To evaluate the detoxifying effect of epigallocatechin-3-gallate (EGCG) on paraquat (PQ)-induced acute lung injury in mice, and to explore the action mechanisms.Main methods
Following administration of PQ, the mice received a low, a medium or a high dose of EGCG daily for three days. Histopathology of the lungs were examined by H&E staining. The levels of inflammatory cytokines, such as TNF-α, IL-1β and IL-6, in the bronchoalveolar lavage fluid were measured by enzyme-linked immunosorbent assay. Activation of NF-κB was assessed by Western blot and electrophoretic mobility gel shift assay. The expression of toll-like receptor (TLR)-2, 4, 9 and TLR adaptors (MyD88 and TRAF6) was detected by Western blot and immunohistochemical staining. The protective effect of EGCG against PQ toxicity was validated in vitro using A549 lung cancer cell line.Key findings
Treatment with EGCG dose-dependently attenuated PQ-induced acute lung injury in mice by reducing alveolar edema, hemorrhage, inflammatory cell infiltration and production of inflammatory cytokines. EGCG inhibited the activation of NF-κB and the upregulation of TLR 2, 4 and 9 as well as their adaptors MyD88 and TRAF6 in the lungs following PQ challenge.
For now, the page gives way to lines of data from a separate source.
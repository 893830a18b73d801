//! Binds real-time handshakes to HTTP session identity.

use std::sync::Arc;

use tokio::sync::mpsc;
use tracing::{debug, info};

use forum_auth::SessionService;
use forum_core::types::Identity;

use crate::connection::{ConnectionHandle, ConnectionId, ConnectionPhase, ConnectionRegistry};
use crate::events::ServerEvent;

/// The credential material extracted from an upgrade request.
#[derive(Debug, Default, Clone)]
pub struct HandshakeRequest {
    /// The session credential, if the request carried one (cookie or query
    /// token — the HTTP layer extracts it with the same helper it uses for
    /// ordinary requests).
    pub credential: Option<String>,
}

/// Intercepts every connection attempt and attaches the caller's identity
/// before any event handler runs.
///
/// Resolution goes through the identical [`SessionService`] the HTTP session
/// middleware uses, so a socket opened from an authenticated browser tab
/// inherits that tab's identity with no separate login. A failed resolution
/// tags the connection anonymous instead of refusing the handshake.
pub struct SessionBridge {
    sessions: SessionService,
    registry: Arc<ConnectionRegistry>,
    buffer_size: usize,
}

impl std::fmt::Debug for SessionBridge {
    fn fmt(&self, f: &mut std::fmt::Formatter<'_>) -> std::fmt::Result {
        f.debug_struct("SessionBridge").finish()
    }
}

impl SessionBridge {
    /// Create a bridge over the shared session service and registry.
    pub fn new(
        sessions: SessionService,
        registry: Arc<ConnectionRegistry>,
        buffer_size: usize,
    ) -> Self {
        Self {
            sessions,
            registry,
            buffer_size,
        }
    }

    /// Accept a connection attempt.
    ///
    /// Resolves the identity, registers the connection, and returns the
    /// handle plus the receiver half of its outbound queue. Registration
    /// happens before this function returns, so no broadcast can miss the
    /// connection once the caller starts its handler loop.
    pub async fn connect(
        &self,
        handshake: HandshakeRequest,
    ) -> (Arc<ConnectionHandle>, mpsc::Receiver<String>) {
        let identity = self.sessions.resolve(handshake.credential.as_deref()).await;

        let (tx, rx) = mpsc::channel(self.buffer_size);
        let handle = Arc::new(ConnectionHandle::new(identity, tx));
        handle.advance(match identity {
            Identity::User(_) => ConnectionPhase::Authenticated,
            Identity::Anonymous => ConnectionPhase::Anonymous,
        });

        self.registry.register(Arc::clone(&handle));
        handle.send_event(&ServerEvent::Welcome { identity });

        info!(
            conn_id = %handle.id,
            identity = %identity,
            "Real-time connection registered"
        );

        (handle, rx)
    }

    /// Mark the connection handler loop as running.
    pub fn activate(&self, handle: &ConnectionHandle) {
        handle.advance(ConnectionPhase::Active);
    }

    /// Tear down a connection.
    ///
    /// Called exactly once per connection on every teardown path, including
    /// abnormal drops; a repeat call is a no-op.
    pub fn disconnect(&self, conn_id: &ConnectionId) {
        if let Some(handle) = self.registry.unregister(conn_id) {
            info!(
                conn_id = %conn_id,
                identity = %handle.identity,
                "Real-time connection closed"
            );
        } else {
            debug!(conn_id = %conn_id, "Disconnect for already-removed connection");
        }
    }

    /// The registry this bridge registers into.
    pub fn registry(&self) -> &Arc<ConnectionRegistry> {
        &self.registry
    }
}

#[cfg(test)]
mod tests {
    use forum_core::config::session::SessionConfig;
    use forum_core::types::UserId;
    use forum_database::memory::MemoryForumStore;

    use super::*;

    fn bridge(store: Arc<MemoryForumStore>) -> (SessionBridge, SessionService) {
        let sessions = SessionService::new(store, "test-signing-key", SessionConfig::default());
        let registry = Arc::new(ConnectionRegistry::new());
        (
            SessionBridge::new(sessions.clone(), registry, 8),
            sessions,
        )
    }

    #[tokio::test]
    async fn test_valid_credential_binds_the_http_identity() {
        let store = Arc::new(MemoryForumStore::new());
        let (bridge, sessions) = bridge(store);

        let user = UserId::new();
        let (_, token) = sessions.issue(Some(user)).await.unwrap();

        let (handle, mut rx) = bridge
            .connect(HandshakeRequest {
                credential: Some(token),
            })
            .await;

        assert_eq!(handle.identity, Identity::User(user));
        assert_eq!(handle.phase(), ConnectionPhase::Authenticated);
        assert_eq!(
            bridge
                .registry()
                .list_by_identity(&Identity::User(user))
                .len(),
            1
        );

        // The welcome event is queued before any handler runs.
        let welcome: ServerEvent = serde_json::from_str(&rx.try_recv().unwrap()).unwrap();
        assert_eq!(
            welcome,
            ServerEvent::Welcome {
                identity: Identity::User(user)
            }
        );
    }

    #[tokio::test]
    async fn test_missing_credential_is_accepted_as_anonymous() {
        let store = Arc::new(MemoryForumStore::new());
        let (bridge, _) = bridge(store);

        let (handle, _rx) = bridge.connect(HandshakeRequest::default()).await;
        assert_eq!(handle.identity, Identity::Anonymous);
        assert_eq!(handle.phase(), ConnectionPhase::Anonymous);
        assert!(bridge.registry().is_connected(&Identity::Anonymous));
    }

    #[tokio::test]
    async fn test_invalid_credential_degrades_to_anonymous() {
        let store = Arc::new(MemoryForumStore::new());
        let (bridge, _) = bridge(store);

        let (handle, _rx) = bridge
            .connect(HandshakeRequest {
                credential: Some("tampered".to_string()),
            })
            .await;
        assert_eq!(handle.identity, Identity::Anonymous);
    }

    #[tokio::test]
    async fn test_disconnect_is_idempotent() {
        let store = Arc::new(MemoryForumStore::new());
        let (bridge, _) = bridge(store);

        let (handle, _rx) = bridge.connect(HandshakeRequest::default()).await;
        bridge.activate(&handle);
        bridge.disconnect(&handle.id);
        bridge.disconnect(&handle.id);
        assert_eq!(bridge.registry().connection_count(), 0);
    }
}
In addition, EGCG significantly reduced PQ-induced cell death, cytokine production, activation of NF-κB, and upregulation of TLRs and adaptors in A549 cells.Significance
Our data suggest that TLR-mediated activation of NF-κB in the non-immune pulmonary cells could be involved in PQ-induced acute lung injury, and it may serve as a target of EGCG against PQ pulmonary toxicity.